**Description of the task**
Transcribe exactly the lines from the one holding "pub fn call(f: impl" to the end of the data below, including both of those lines and no others.

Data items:
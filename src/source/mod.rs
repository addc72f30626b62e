//! Sources: what a flat-map mapper returns, and the publishers used to
//! exercise the operator end to end.
//!
//! The mapper classifies its output itself via [`Mapped`] instead of the
//! consumer probing the publisher for capabilities: a scalar is a scalar
//! because the mapper said so.

mod fail;
mod iter;
mod pipe;

pub use fail::{fail, fail_with, Fail};
pub use iter::{from_iter, range, FromIter};
pub use pipe::{pipe, Pipe};

use crate::flow::{BoxPublisher, FlowError, Publisher};

/// A fallible, deferred scalar: produces zero or one value when invoked.
pub type ScalarThunk<T> = Box<dyn FnOnce() -> Result<Option<T>, FlowError> + Send>;

/// The inner sequence a mapper produced for one upstream element.
///
/// Scalar flavors ([`Value`](Mapped::Value), [`Empty`](Mapped::Empty),
/// [`Call`](Mapped::Call)) take the fast path: no inner subscriber is
/// allocated and the single value (if any) is emitted inline or parked in
/// the shared scalar queue. [`Stream`](Mapped::Stream) is the general case.
pub enum Mapped<T> {
    /// Exactly one value, available now.
    Value(T),
    /// No values at all.
    Empty,
    /// Zero or one value, computed on demand; may fail.
    Call(ScalarThunk<T>),
    /// An arbitrary inner sequence.
    Stream(BoxPublisher<T>),
}

impl<T> Mapped<T> {
    pub fn value(v: T) -> Self {
        Self::Value(v)
    }

    pub fn empty() -> Self {
        Self::Empty
    }

    pub fn call(f: impl FnOnce() -> Result<Option<T>, FlowError> + Send + 'static) -> Self {
        Self::Call(Box::new(f))
    }

    pub fn stream(p: impl Publisher<T> + 'static) -> Self {
        Self::Stream(Box::new(p))
    }
}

**Expected answer**
    pub fn call(f: impl FnOnce() -> Result<Option<T>, FlowError> + Send + 'static) -> Self {
        Self::Call(Box::new(f))
    }

    pub fn stream(p: impl Publisher<T> + 'static) -> Self {
        Self::Stream(Box::new(p))
    }
}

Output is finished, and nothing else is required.